* What you have to do: Please say how many lines in the material include the string "false", and nothing else.

* Stored data:
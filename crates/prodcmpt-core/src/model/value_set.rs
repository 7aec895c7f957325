//! Value sets describing the permitted values of an attribute
//!
//! The engine never checks whether a configured value set is a subset of the model's value
//! set; it only cares about the *kind* of value set and how to convert between kinds.

use serde::{Deserialize, Serialize};
use std::fmt;
use std::str::FromStr;

/// Upper bound for expanding a range into an enumeration
const MAX_ENUM_CONVERSION_VALUES: i64 = 1000;

fn default_true() -> bool {
    true
}

/// Kind of a value set
#[derive(Debug, Clone, Copy, PartialEq, Eq, Hash, Serialize, Deserialize)]
#[serde(rename_all = "camelCase")]
pub enum ValueSetType {
    Unrestricted,
    Enum,
    Range,
    StringLength,
    Derived,
}

impl ValueSetType {
    pub fn as_str(&self) -> &'static str {
        match self {
            ValueSetType::Unrestricted => "unrestricted",
            ValueSetType::Enum => "enum",
            ValueSetType::Range => "range",
            ValueSetType::StringLength => "stringLength",
            ValueSetType::Derived => "derived",
        }
    }
}

impl fmt::Display for ValueSetType {
    fn fmt(&self, f: &mut fmt::Formatter<'_>) -> fmt::Result {
        f.write_str(self.as_str())
    }
}

impl FromStr for ValueSetType {
    type Err = String;

    fn from_str(s: &str) -> Result<Self, Self::Err> {
        match s {
            "unrestricted" => Ok(ValueSetType::Unrestricted),
            "enum" => Ok(ValueSetType::Enum),
            "range" => Ok(ValueSetType::Range),
            "stringLength" => Ok(ValueSetType::StringLength),
            "derived" => Ok(ValueSetType::Derived),
            other => Err(format!("unknown value set type '{other}'")),
        }
    }
}

/// Permitted values of an attribute
#[derive(Debug, Clone, PartialEq, Eq, Serialize, Deserialize)]
#[serde(tag = "type", rename_all = "camelCase", rename_all_fields = "camelCase")]
pub enum ValueSet {
    Unrestricted {
        #[serde(default = "default_true")]
        contains_null: bool,
    },
    Enum {
        #[serde(default)]
        values: Vec<String>,
        #[serde(default)]
        contains_null: bool,
    },
    Range {
        #[serde(default)]
        lower: Option<String>,
        #[serde(default)]
        upper: Option<String>,
        #[serde(default)]
        step: Option<String>,
        #[serde(default)]
        contains_null: bool,
    },
    StringLength {
        #[serde(default)]
        max_length: Option<u32>,
        #[serde(default)]
        contains_null: bool,
    },
    Derived,
}

impl Default for ValueSet {
    fn default() -> Self {
        ValueSet::Unrestricted {
            contains_null: true,
        }
    }
}

impl ValueSet {
    pub fn value_set_type(&self) -> ValueSetType {
        match self {
            ValueSet::Unrestricted { .. } => ValueSetType::Unrestricted,
            ValueSet::Enum { .. } => ValueSetType::Enum,
            ValueSet::Range { .. } => ValueSetType::Range,
            ValueSet::StringLength { .. } => ValueSetType::StringLength,
            ValueSet::Derived => ValueSetType::Derived,
        }
    }

    pub fn contains_null(&self) -> bool {
        match self {
            ValueSet::Unrestricted { contains_null }
            | ValueSet::Enum { contains_null, .. }
            | ValueSet::Range { contains_null, .. }
            | ValueSet::StringLength { contains_null, .. } => *contains_null,
            ValueSet::Derived => true,
        }
    }

    /// Concrete values this value set enumerates.
    ///
    /// Enums list their values; integer ranges with a step are expanded as long as they stay
    /// small. Everything else has no enumerable values.
    pub fn concrete_values(&self) -> Vec<String> {
        match self {
            ValueSet::Enum { values, .. } => values.clone(),
            ValueSet::Range {
                lower: Some(lower),
                upper: Some(upper),
                step,
                ..
            } => expand_range(lower, upper, step.as_deref()).unwrap_or_default(),
            _ => Vec::new(),
        }
    }

    /// Convert this value set to another kind.
    ///
    /// The conversion is deterministic: converting to an enum collects the concrete values,
    /// converting to an unrestricted set drops all constraints, converting an integer enum to
    /// a range spans its minimum and maximum. `containsNull` is preserved where the target
    /// kind has it.
    pub fn convert_to(&self, target: ValueSetType) -> ValueSet {
        if self.value_set_type() == target {
            return self.clone();
        }
        let contains_null = self.contains_null();
        match target {
            ValueSetType::Unrestricted => ValueSet::Unrestricted { contains_null },
            ValueSetType::Enum => ValueSet::Enum {
                values: self.concrete_values(),
                contains_null,
            },
            ValueSetType::Range => {
                let numbers: Option<Vec<i64>> = match self {
                    ValueSet::Enum { values, .. } if !values.is_empty() => {
                        values.iter().map(|v| v.trim().parse::<i64>().ok()).collect()
                    }
                    _ => None,
                };
                let (lower, upper) = match numbers {
                    Some(numbers) => (
                        numbers.iter().min().map(|n| n.to_string()),
                        numbers.iter().max().map(|n| n.to_string()),
                    ),
                    None => (None, None),
                };
                ValueSet::Range {
                    lower,
                    upper,
                    step: None,
                    contains_null,
                }
            }
            ValueSetType::StringLength => ValueSet::StringLength {
                max_length: None,
                contains_null,
            },
            ValueSetType::Derived => ValueSet::Derived,
        }
    }
}

impl fmt::Display for ValueSet {
    fn fmt(&self, f: &mut fmt::Formatter<'_>) -> fmt::Result {
        match self {
            ValueSet::Unrestricted { .. } => write!(f, "unrestricted"),
            ValueSet::Enum { values, .. } => write!(f, "[{}]", values.join(", ")),
            ValueSet::Range {
                lower, upper, step, ..
            } => {
                write!(
                    f,
                    "{}..{}",
                    lower.as_deref().unwrap_or("*"),
                    upper.as_deref().unwrap_or("*")
                )?;
                if let Some(step) = step {
                    write!(f, " step {step}")?;
                }
                Ok(())
            }
            ValueSet::StringLength { max_length, .. } => match max_length {
                Some(max) => write!(f, "length <= {max}"),
                None => write!(f, "length unrestricted"),
            },
            ValueSet::Derived => write!(f, "derived"),
        }
    }
}

fn expand_range(lower: &str, upper: &str, step: Option<&str>) -> Option<Vec<String>> {
    let lower = lower.trim().parse::<i64>().ok()?;
    let upper = upper.trim().parse::<i64>().ok()?;
    let step = match step {
        Some(step) => step.trim().parse::<i64>().ok()?,
        None => 1,
    };
    if step <= 0 || upper < lower {
        return None;
    }
    // the span of two i64 bounds can exceed i64::MAX
    let span = i128::from(upper) - i128::from(lower);
    if span / i128::from(step) >= i128::from(MAX_ENUM_CONVERSION_VALUES) {
        return None;
    }
    let mut values = Vec::new();
    let mut current = Some(lower);
    while let Some(value) = current
        && value <= upper
    {
        values.push(value.to_string());
        current = value.checked_add(step);
    }
    Some(values)
}

#[cfg(test)]
mod tests {
    use super::*;

    fn range(lower: &str, upper: &str, step: Option<&str>) -> ValueSet {
        ValueSet::Range {
            lower: Some(lower.to_string()),
            upper: Some(upper.to_string()),
            step: step.map(str::to_string),
            contains_null: false,
        }
    }

    #[test]
    fn test_range_to_enum_collects_values() {
        let converted = range("0", "10", Some("5")).convert_to(ValueSetType::Enum);
        assert_eq!(
            converted,
            ValueSet::Enum {
                values: vec!["0".into(), "5".into(), "10".into()],
                contains_null: false,
            }
        );
    }

    #[test]
    fn test_unbounded_range_to_enum_is_empty() {
        let unbounded = ValueSet::Range {
            lower: None,
            upper: Some("10".into()),
            step: None,
            contains_null: true,
        };
        assert_eq!(
            unbounded.convert_to(ValueSetType::Enum),
            ValueSet::Enum {
                values: vec![],
                contains_null: true,
            }
        );
    }

    #[test]
    fn test_huge_range_is_not_expanded() {
        assert!(range("0", "1000000", None).concrete_values().is_empty());
    }

    #[test]
    fn test_range_at_integer_limits() {
        let top = range("9223372036854775805", "9223372036854775807", None);
        assert_eq!(
            top.concrete_values(),
            vec![
                "9223372036854775805".to_string(),
                "9223372036854775806".to_string(),
                "9223372036854775807".to_string(),
            ]
        );
        let stepped = range("9223372036854775800", "9223372036854775807", Some("5"));
        assert_eq!(stepped.concrete_values().len(), 2);
        let full = range("-9223372036854775808", "9223372036854775807", None);
        assert!(full.concrete_values().is_empty());
    }

    #[test]
    fn test_enum_to_range_spans_numbers() {
        let enum_set = ValueSet::Enum {
            values: vec!["7".into(), "2".into(), "9".into()],
            contains_null: false,
        };
        assert_eq!(enum_set.convert_to(ValueSetType::Range), {
            let mut expected = range("2", "9", None);
            if let ValueSet::Range { contains_null, .. } = &mut expected {
                *contains_null = false;
            }
            expected
        });
    }

    #[test]
    fn test_to_unrestricted_drops_constraints() {
        let converted = range("1", "3", None).convert_to(ValueSetType::Unrestricted);
        assert_eq!(
            converted,
            ValueSet::Unrestricted {
                contains_null: false
            }
        );
    }

    #[test]
    fn test_value_set_yaml() {
        let yaml = "type: range\nlower: '1'\nupper: '5'\n";
        let parsed: ValueSet = serde_yaml::from_str(yaml).unwrap();
        assert_eq!(parsed.value_set_type(), ValueSetType::Range);
        assert_eq!(parsed.concrete_values().len(), 5);
        assert_eq!(parsed.to_string(), "1..5");
    }
}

* Solution to this task: 5